As I prepare to present on black girls and twerking at the Society for Ethnomusicology conference in Indianapolis this weekend, I am thinking about a reference I made to what was considered disco music by people who went to discos. I was too young for that back in Maryland outside DC at about age 13. I knew it as black music for dancing that I heard on Howard University’s radio station for the most part, WHUR-FM, back in 1978.
I was thinking about the embodied gesture of booty-poppin itself – not related to hip-hop culture but just the socialized movement of the hips in black dance that I’ve known most of my life and I write about in the games black girls play. One called “Hot Dog” where girls learn to rotate and isolate their hips from their torso and I think boys learn it to from watching us and watching Soul Train and house parties and picnic dancing and such. I was an only child so I learned it from my Mama, a single parent, and from shows like Soul Train nationally or the Moonman’s dance show locally broadcast in D.C.
About a week ago. I had recently watched a Soul Train video and passed it around on my FB wall. Instead of trying to find it, I just searched “1978 Soul Train” to find the video above which serendipitously shows evidence of men expressing much more fluidity in the hips — yes booty poppin — and there being much more parity and interdependence in the dancing of the Soul Train line.
Why did I choose 1978? It was the year of the song that came to mind this morning that featured talk about “booty-poppin.” Ashford & Simpson’s “Get Up (and Do Something)”. Check the last choruses of the track.
What comes to mind about the men’s dancing first is this: has our dancing changed in response to the myth of the black matriarch and the Monhiyan report from a decade earlier (1965)? 1978 was big Afros and black power, right? Sovereignty was an idea planted by Black Panthers since the 60s. The dancers here are young people, 20 somethings, late teens. And they seem so on par with one another. There’s no female or male dominance in the display. And no objectification. And there is sexuality and sensuality but it’s not what’s on display. It’s group and social cohesion.
What I also like about this clip is that they are promoting a common cause which I don’t have time to study today. But the notions of participatory culture are the heart and soul of black culture since Reconstruction led to Jim Crow culture.

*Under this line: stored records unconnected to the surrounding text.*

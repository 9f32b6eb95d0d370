//! Position arithmetic for dense stage orderings.
//!
//! Every stage keeps its task positions as the contiguous range `0..n`.
//! Insertions, removals and moves are compensated by shifting a contiguous
//! run of neighbours one slot forward or backward. This module only plans
//! those shifts; stores apply each [`PositionShift`] as a single range
//! update over `(stage_id, position)`.

use super::{Placement, Position, StageId};
use std::collections::BTreeSet;
use std::fmt;
use thiserror::Error;

/// Inclusive range of positions; an absent `end` is unbounded.
#[derive(Debug, Clone, Copy, PartialEq, Eq, Hash)]
pub struct PositionRange {
    start: Position,
    end: Option<Position>,
}

impl PositionRange {
    /// Positions `start..=end`.
    #[must_use]
    pub const fn between(start: Position, end: Position) -> Self {
        Self {
            start,
            end: Some(end),
        }
    }

    /// Positions `start..`.
    #[must_use]
    pub const fn starting_at(start: Position) -> Self {
        Self { start, end: None }
    }

    /// First position in the range.
    #[must_use]
    pub const fn start(&self) -> Position {
        self.start
    }

    /// Last position in the range, if bounded.
    #[must_use]
    pub const fn end(&self) -> Option<Position> {
        self.end
    }

    /// Returns `true` when `position` falls inside the range.
    #[must_use]
    pub fn contains(&self, position: Position) -> bool {
        position >= self.start && self.end.is_none_or(|end| position <= end)
    }
}

impl fmt::Display for PositionRange {
    fn fmt(&self, f: &mut fmt::Formatter<'_>) -> fmt::Result {
        match self.end {
            Some(end) => write!(f, "[{}, {}]", self.start, end),
            None => write!(f, "[{}, ..)", self.start),
        }
    }
}

/// Direction in which a run of tasks moves.
#[derive(Debug, Clone, Copy, PartialEq, Eq, Hash)]
pub enum ShiftDirection {
    /// Each position grows by one, opening a slot.
    Forward,
    /// Each position shrinks by one, closing a slot.
    Backward,
}

impl ShiftDirection {
    /// Signed offset applied to every affected position.
    #[must_use]
    pub const fn delta(self) -> i32 {
        match self {
            Self::Forward => 1,
            Self::Backward => -1,
        }
    }
}

/// A single range update: every task of `stage_id` whose position lies in
/// `range` moves one slot in `direction`.
#[derive(Debug, Clone, Copy, PartialEq, Eq, Hash)]
pub struct PositionShift {
    /// Stage whose tasks are shifted.
    pub stage_id: StageId,
    /// Affected positions.
    pub range: PositionRange,
    /// Shift direction.
    pub direction: ShiftDirection,
}

impl PositionShift {
    /// Applies the shift to a single position, returning it unchanged when it
    /// falls outside the range.
    #[must_use]
    pub fn apply(&self, stage_id: StageId, position: Position) -> Position {
        if stage_id != self.stage_id || !self.range.contains(position) {
            return position;
        }
        match self.direction {
            ShiftDirection::Forward => position.next(),
            ShiftDirection::Backward => position.previous(),
        }
    }
}

impl fmt::Display for PositionShift {
    fn fmt(&self, f: &mut fmt::Formatter<'_>) -> fmt::Result {
        write!(
            f,
            "stage {} {} by {:+}",
            self.stage_id,
            self.range,
            self.direction.delta()
        )
    }
}

/// Shifts required to relocate one task, in the order they must run.
#[derive(Debug, Clone, PartialEq, Eq)]
pub struct MovePlan {
    origin: Placement,
    destination: Placement,
    shifts: Vec<PositionShift>,
}

impl MovePlan {
    /// Where the task currently sits.
    #[must_use]
    pub const fn origin(&self) -> Placement {
        self.origin
    }

    /// Where the task ends up.
    #[must_use]
    pub const fn destination(&self) -> Placement {
        self.destination
    }

    /// Neighbour shifts to issue before writing the task's new placement.
    #[must_use]
    pub fn shifts(&self) -> &[PositionShift] {
        &self.shifts
    }

    /// Returns `true` when the task stays where it is.
    #[must_use]
    pub fn is_noop(&self) -> bool {
        self.origin == self.destination
    }

    /// Returns `true` when the task changes stage.
    #[must_use]
    pub fn crosses_stages(&self) -> bool {
        self.origin.stage_id != self.destination.stage_id
    }
}

/// Plans the neighbour shifts for moving a task from `origin` to
/// `destination`.
///
/// Within one stage the run between the two slots slides toward the vacated
/// slot. Across stages the source stage closes the gap behind the task and
/// the destination stage opens a slot at the insertion point. A move onto its
/// own slot yields no shifts at all.
#[must_use]
pub fn plan_move(origin: Placement, destination: Placement) -> MovePlan {
    let shifts = if origin.stage_id == destination.stage_id {
        plan_same_stage(origin.stage_id, origin.position, destination.position)
    } else {
        vec![plan_removal(origin), plan_insertion(destination)]
    };
    MovePlan {
        origin,
        destination,
        shifts,
    }
}

fn plan_same_stage(stage_id: StageId, from: Position, to: Position) -> Vec<PositionShift> {
    if to < from {
        vec![PositionShift {
            stage_id,
            range: PositionRange::between(to, from.previous()),
            direction: ShiftDirection::Forward,
        }]
    } else if to > from {
        vec![PositionShift {
            stage_id,
            range: PositionRange::between(from.next(), to),
            direction: ShiftDirection::Backward,
        }]
    } else {
        Vec::new()
    }
}

/// Plans the shift that closes the gap left by removing the task at `origin`.
#[must_use]
pub const fn plan_removal(origin: Placement) -> PositionShift {
    PositionShift {
        stage_id: origin.stage_id,
        range: PositionRange::starting_at(origin.position.next()),
        direction: ShiftDirection::Backward,
    }
}

/// Plans the shift that opens a slot for a task inserted at `destination`.
#[must_use]
pub const fn plan_insertion(destination: Placement) -> PositionShift {
    PositionShift {
        stage_id: destination.stage_id,
        range: PositionRange::starting_at(destination.position),
        direction: ShiftDirection::Forward,
    }
}

/// Returns the largest valid insertion index for a move into a stage.
///
/// `destination_count` is the number of tasks currently in the destination
/// stage, including the moved task when it already lives there.
#[must_use]
pub const fn max_insertion_index(destination_count: usize, same_stage: bool) -> usize {
    if same_stage {
        destination_count.saturating_sub(1)
    } else {
        destination_count
    }
}

/// Ways a stage's positions can break density.
#[derive(Debug, Clone, PartialEq, Eq, Error)]
pub enum DensityViolation {
    /// Two or more tasks share a position.
    #[error("position {0} is held by more than one task")]
    Duplicate(Position),
    /// A position inside `0..n` is unused.
    #[error("position {0} is missing")]
    Gap(Position),
}

/// Checks that `positions` are exactly `0..n` where `n` is their count.
///
/// # Errors
///
/// Returns the first [`DensityViolation`] found: duplicates take precedence
/// over gaps.
pub fn check_density<I>(positions: I) -> Result<(), DensityViolation>
where
    I: IntoIterator<Item = Position>,
{
    let mut seen = BTreeSet::new();
    for position in positions {
        if !seen.insert(position) {
            return Err(DensityViolation::Duplicate(position));
        }
    }
    let mut expected = Position::FIRST;
    for position in seen {
        if position != expected {
            return Err(DensityViolation::Gap(expected));
        }
        expected = expected.next();
    }
    Ok(())
}
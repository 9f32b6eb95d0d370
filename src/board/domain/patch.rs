//! Partial task updates.
//!
//! A patch distinguishes "field not supplied" from any supplied value, so a
//! caller that omits a field never overwrites it.

use super::{Placement, Position, StageId, TaskName};
use serde::{Deserialize, Deserializer, Serialize, Serializer};

/// A single field of a partial update: either absent or set to a value.
#[derive(Debug, Clone, Copy, Default, PartialEq, Eq, Hash)]
pub enum FieldUpdate<T> {
    /// The caller did not supply the field; keep the stored value.
    #[default]
    Absent,
    /// The caller supplied a new value.
    Set(T),
}

impl<T> FieldUpdate<T> {
    /// Returns `true` when the field was not supplied.
    #[must_use]
    pub const fn is_absent(&self) -> bool {
        matches!(self, Self::Absent)
    }

    /// Returns `true` when the field carries a value.
    #[must_use]
    pub const fn is_set(&self) -> bool {
        matches!(self, Self::Set(_))
    }

    /// Borrows the supplied value, if any.
    #[must_use]
    pub const fn as_set(&self) -> Option<&T> {
        match self {
            Self::Set(value) => Some(value),
            Self::Absent => None,
        }
    }

    /// Converts into an `Option`, discarding the absent/present tag.
    #[must_use]
    pub fn into_option(self) -> Option<T> {
        match self {
            Self::Set(value) => Some(value),
            Self::Absent => None,
        }
    }
}

impl<T> From<Option<T>> for FieldUpdate<T> {
    fn from(value: Option<T>) -> Self {
        value.map_or(Self::Absent, Self::Set)
    }
}

impl<T: Serialize> Serialize for FieldUpdate<T> {
    fn serialize<S: Serializer>(&self, serializer: S) -> Result<S::Ok, S::Error> {
        match self {
            Self::Set(value) => value.serialize(serializer),
            Self::Absent => serializer.serialize_none(),
        }
    }
}

/// A field that appears in the input is always `Set`; omitted fields fall
/// back to `Absent` through `#[serde(default)]` on the containing struct.
impl<'de, T: Deserialize<'de>> Deserialize<'de> for FieldUpdate<T> {
    fn deserialize<D: Deserializer<'de>>(deserializer: D) -> Result<Self, D::Error> {
        T::deserialize(deserializer).map(Self::Set)
    }
}

/// Partial update of a task's mutable fields.
#[derive(Debug, Clone, Default, PartialEq, Eq, Serialize, Deserialize)]
pub struct TaskPatch {
    /// New task name.
    #[serde(default, skip_serializing_if = "FieldUpdate::is_absent")]
    pub name: FieldUpdate<TaskName>,
    /// Destination stage.
    #[serde(default, skip_serializing_if = "FieldUpdate::is_absent")]
    pub stage_id: FieldUpdate<StageId>,
    /// Destination position.
    #[serde(default, alias = "to_index", skip_serializing_if = "FieldUpdate::is_absent")]
    pub position: FieldUpdate<Position>,
}

impl TaskPatch {
    /// Creates an empty patch.
    #[must_use]
    pub fn new() -> Self {
        Self::default()
    }

    /// Sets the task name.
    #[must_use]
    pub fn with_name(mut self, name: TaskName) -> Self {
        self.name = FieldUpdate::Set(name);
        self
    }

    /// Sets the destination stage.
    #[must_use]
    pub fn with_stage(mut self, stage_id: StageId) -> Self {
        self.stage_id = FieldUpdate::Set(stage_id);
        self
    }

    /// Sets the destination position.
    #[must_use]
    pub fn with_position(mut self, position: Position) -> Self {
        self.position = FieldUpdate::Set(position);
        self
    }

    /// Sets stage and position together.
    #[must_use]
    pub fn with_placement(self, placement: Placement) -> Self {
        self.with_stage(placement.stage_id)
            .with_position(placement.position)
    }

    /// Returns `true` when no field is supplied.
    #[must_use]
    pub const fn is_empty(&self) -> bool {
        self.name.is_absent() && self.stage_id.is_absent() && self.position.is_absent()
    }

    /// Returns `true` when the patch relocates the task.
    #[must_use]
    pub const fn moves(&self) -> bool {
        self.stage_id.is_set() || self.position.is_set()
    }
}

We had few resources yes but we made do with all that. Now we have technology out the wazoo (pardon the pun) but most don’t use it to challenge their dominant narratives of sexuality, gender identity expression, masculinity or femininity in imaginative ways. Ok, I am probably exaggerating a bit but at the same time I see much more social innovation happening outside the rank-and-file of our working class and lower middle class communities if YouTube is any sign of things.
There are environmental or ecological issues to talk about but I don’t have time today. Even cognitive fitness issues and willpower to speak of but I gotsa run today. Off to Indianapolis!!